This issue of the JOD begins with an article exploring the empirical observation that financial asset returns are more correlated with one another on the downside than on the upside, while the multivariate returns processes that are most widely used in theoretical pricing models, like the normal or the Student-t, have symmetrical tail-dependence for positive and negative returns. Correlation is therefore underpredicted in the left tail, which means measures of portfolio risk, like Value at Risk (VaR) and Expected Shortfall (ES), tend to be too low. Tsafack looks at U.S. and Canadian stock and bond market returns and considers using the symmetrical distributions for returns on individual assets, with an asymmetric Gumbel copula to combine them into portfolio returns. The analysis demonstrates that restricting tail-dependence to be symmetrical does lead to VaR and ES measures that are too low for extreme risk levels. Interestingly, the 5th percentile ends up about the same under all of the models, so estimates of 5% VaR are fairly accurate (but ES at 5% is still too low, because ES takes the more remote tail into account while VaR doesn’t).
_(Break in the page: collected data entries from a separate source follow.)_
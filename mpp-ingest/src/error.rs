//! Error taxonomy for the ingestor
//!
//! Classification drives retry behavior: `Invalid` is bounced to the
//! caller and never retried, `Transient` gets the bounded backoff loop,
//! `Permanent` goes straight to the dead-letter store.

use thiserror::Error;

/// Ingest pipeline errors
#[derive(Error, Debug)]
pub enum IngestError {
    /// Malformed event; never retried, bounced to the caller
    #[error("Invalid event: {0}")]
    Invalid(String),

    /// Store or broker unavailable; retried with bounded backoff
    #[error("Transient error: {0}")]
    Transient(String),

    /// Unrecoverable processing fault; dead-lettered
    #[error("Permanent error: {0}")]
    Permanent(String),

    /// Lane plumbing failure (worker gone, channel closed)
    #[error("Internal error: {0}")]
    Internal(String),
}

impl IngestError {
    /// Stable kind string for dead-letter entries and logs
    pub fn kind_str(&self) -> &'static str {
        match self {
            IngestError::Invalid(_) => "validation",
            IngestError::Transient(_) => "transient",
            IngestError::Permanent(_) => "permanent",
            IngestError::Internal(_) => "internal",
        }
    }

    /// Whether the bounded retry loop applies
    pub fn is_transient(&self) -> bool {
        matches!(self, IngestError::Transient(_))
    }
}

/// Convenience Result type using IngestError
pub type Result<T> = std::result::Result<T, IngestError>;
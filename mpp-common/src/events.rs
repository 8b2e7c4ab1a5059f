//! Event schema for the MPP pipeline
//!
//! Shared vocabulary for all pipeline stages: inbound activity events,
//! the webhook envelope delivered to the bridge, the acknowledgment
//! contract returned to the delivering system, and the outbound
//! score-update message pushed to clients.

use chrono::{DateTime, Utc};
use serde::{Deserialize, Serialize};
use serde_json::Value;
use uuid::Uuid;

use crate::score::ScoreResult;
use crate::{Error, Result};

/// Topic carried by score-update push events
pub const TOPIC_SCORE_UPDATED: &str = "score-updated";

/// Topic carried by dead-letter notifications
pub const TOPIC_DEAD_LETTER: &str = "dead-letter";

/// Kinds of learning-activity events accepted by the ingestor
#[derive(Debug, Clone, Copy, Serialize, Deserialize, PartialEq, Eq)]
#[serde(rename_all = "snake_case")]
pub enum ActivityKind {
    /// Learner finished a lesson or unit
    LessonCompleted,
    /// Learner submitted a graded assessment
    AssessmentSubmitted,
    /// Reviewer scored a submitted project
    ProjectReviewed,
    /// Learner logged a practice session
    PracticeLogged,
}

impl ActivityKind {
    /// Kind as a stable string for storage and logging
    pub fn as_str(&self) -> &'static str {
        match self {
            ActivityKind::LessonCompleted => "lesson_completed",
            ActivityKind::AssessmentSubmitted => "assessment_submitted",
            ActivityKind::ProjectReviewed => "project_reviewed",
            ActivityKind::PracticeLogged => "practice_logged",
        }
    }
}

impl std::fmt::Display for ActivityKind {
    fn fmt(&self, f: &mut std::fmt::Formatter<'_>) -> std::fmt::Result {
        write!(f, "{}", self.as_str())
    }
}

/// A learning-activity event, immutable once emitted
///
/// `event_id` is globally unique and is the deduplication key.
#[derive(Debug, Clone, Serialize, Deserialize)]
pub struct ActivityEvent {
    pub event_id: Uuid,
    pub kind: ActivityKind,
    pub occurred_at: DateTime<Utc>,
    pub subject_id: String,
    #[serde(default)]
    pub payload: serde_json::Map<String, Value>,
    pub source: String,
}

impl ActivityEvent {
    /// Schema validation beyond what deserialization enforces
    ///
    /// Rejected events are never retried.
    pub fn validate(&self) -> Result<()> {
        if self.event_id.is_nil() {
            return Err(Error::InvalidInput("event_id must not be nil".into()));
        }
        if self.subject_id.trim().is_empty() {
            return Err(Error::InvalidInput("subject_id must not be empty".into()));
        }
        if self.source.trim().is_empty() {
            return Err(Error::InvalidInput("source must not be empty".into()));
        }
        Ok(())
    }
}

/// Advisory priority attached to routed events for client-side triage
#[derive(Debug, Clone, Copy, Serialize, Deserialize, PartialEq, Eq, PartialOrd, Ord)]
#[serde(rename_all = "lowercase")]
pub enum Priority {
    Low,
    Normal,
    High,
    Critical,
}

impl Priority {
    /// Parse an explicit priority string from an event payload
    pub fn from_field(s: &str) -> Option<Priority> {
        match s.to_ascii_lowercase().as_str() {
            "low" => Some(Priority::Low),
            "normal" => Some(Priority::Normal),
            "high" => Some(Priority::High),
            "critical" | "urgent" => Some(Priority::Critical),
            _ => None,
        }
    }
}

impl std::fmt::Display for Priority {
    fn fmt(&self, f: &mut std::fmt::Formatter<'_>) -> std::fmt::Result {
        let s = match self {
            Priority::Low => "low",
            Priority::Normal => "normal",
            Priority::High => "high",
            Priority::Critical => "critical",
        };
        write!(f, "{}", s)
    }
}

/// Envelope delivered to the bridge webhook (POST /events)
///
/// Follows the CloudEvents-flavored shape of the upstream broker:
/// `{id, type, source, data, specversion?}`.
#[derive(Debug, Clone, Serialize, Deserialize)]
pub struct ResultEnvelope {
    pub id: String,
    #[serde(rename = "type")]
    pub kind: String,
    pub source: String,
    pub data: Value,
    #[serde(skip_serializing_if = "Option::is_none")]
    pub specversion: Option<String>,
}

impl ResultEnvelope {
    /// Validate a raw JSON body as an envelope
    ///
    /// Field-by-field so the failure acknowledgment can name what is
    /// missing instead of surfacing a serde parse error.
    pub fn parse(value: &Value) -> Result<ResultEnvelope> {
        let obj = value
            .as_object()
            .ok_or_else(|| Error::InvalidInput("envelope must be a JSON object".into()))?;

        let field = |name: &str| -> Result<String> {
            obj.get(name)
                .and_then(|v| v.as_str())
                .map(str::to_string)
                .filter(|s| !s.is_empty())
                .ok_or_else(|| Error::InvalidInput(format!("missing required field: {}", name)))
        };

        let id = field("id")?;
        let kind = field("type")?;
        let source = field("source")?;
        let data = obj
            .get("data")
            .cloned()
            .ok_or_else(|| Error::InvalidInput("missing required field: data".into()))?;
        let specversion = obj
            .get("specversion")
            .and_then(|v| v.as_str())
            .map(str::to_string);

        Ok(ResultEnvelope {
            id,
            kind,
            source,
            data,
            specversion,
        })
    }
}

/// Acknowledgment status returned to the delivering system
#[derive(Debug, Clone, Copy, Serialize, Deserialize, PartialEq, Eq)]
#[serde(rename_all = "lowercase")]
pub enum AckStatus {
    /// Processed; includes zero-recipient deliveries
    Success,
    /// Malformed or unprocessable; must not be retried
    Failure,
    /// Transient internal error; eligible for upstream retry
    Retry,
}

/// Routing outcome included in successful acknowledgments
#[derive(Debug, Clone, Serialize, Deserialize)]
pub struct RoutingInfo {
    pub topic: String,
    pub delivered: usize,
    pub priority: Priority,
}

/// Acknowledgment contract for the bridge webhook
#[derive(Debug, Clone, Serialize, Deserialize)]
#[serde(rename_all = "camelCase")]
pub struct Acknowledgment {
    pub status: AckStatus,
    pub event_id: String,
    pub correlation_id: Uuid,
    /// Wall-clock processing time in milliseconds
    pub processing_time: u64,
    #[serde(skip_serializing_if = "Option::is_none")]
    pub routing: Option<RoutingInfo>,
}

impl Acknowledgment {
    pub fn success(event_id: &str, elapsed_ms: u64, routing: RoutingInfo) -> Self {
        Self {
            status: AckStatus::Success,
            event_id: event_id.to_string(),
            correlation_id: Uuid::new_v4(),
            processing_time: elapsed_ms,
            routing: Some(routing),
        }
    }

    pub fn failure(event_id: &str, elapsed_ms: u64) -> Self {
        Self {
            status: AckStatus::Failure,
            event_id: event_id.to_string(),
            correlation_id: Uuid::new_v4(),
            processing_time: elapsed_ms,
            routing: None,
        }
    }

    pub fn retry(event_id: &str, elapsed_ms: u64) -> Self {
        Self {
            status: AckStatus::Retry,
            event_id: event_id.to_string(),
            correlation_id: Uuid::new_v4(),
            processing_time: elapsed_ms,
            routing: None,
        }
    }
}

/// Outbound score-update message, published once state is committed
///
/// `previous_score` lets clients render a delta without a second query.
#[derive(Debug, Clone, Serialize, Deserialize)]
pub struct ScoreUpdate {
    pub subject_id: String,
    pub score: ScoreResult,
    #[serde(skip_serializing_if = "Option::is_none")]
    pub previous_score: Option<f64>,
}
The next article, by Wu and Chen, introduces a new approach, in the framework of the LIBOR Market Model or the Swap Market Model, for valuing interest rate derivatives that are subject to barriers, such as an up-and-out interest rate cap. The result is a closed-form valuation model that can be easily calibrated to market rates. Goltz and Lai then look at the returns from investing in straddles on the DAX index. An index straddle is a volatility play, and earlier research with the S&P index has shown that the returns are typically negative. This is interpreted as the market’s volatility risk premium—i.e., a long straddle position is a hedge against rising volatility, and the market is willing to accept negative returns to pay for that insurance. The article finds similar negative returns on DAX straddles that are rebalanced to remain delta (and beta) neutral, but shows that if these reflect expected volatility risk premia, most utility-maximizing investors would probably be shorting the position rather than going long. However, the transactions costs required to implement the strategy would likely outweigh any utility gains from it.

Wahab and Lee then present a rather remarkable procedure for constructing a lattice model for valuing derivatives based on multiple assets, each of which follows a diffusion. The returns processes are correlated across securities, and in addition, each asset can jump randomly among multiple regimes, each with a different returns process. Although getting one’s mind around the structure is a little like trying to work out all of the connections in an n-dimensional spider web, the end result is a model that can price a multi-asset derivative with extensive regime switching in a small fraction of the time that would be required for Monte Carlo simulation. The final article, by Bernard and Boyle, examines one of the most fascinating recent incidents in the financial world: the unraveling of the biggest Ponzi scheme in history, run by Bernie Madoff. Madoff claimed his incredible performance, extraordinarily high reported returns with virtually no volatility, was largely accomplished through the use of an option strategy known as a “split-strike conversion.”As this article shows, on both empirical and theoretical grounds, the assertion that following a split-strike conversion strategy could produce such returns has as much validity as Madoff ’s account statements.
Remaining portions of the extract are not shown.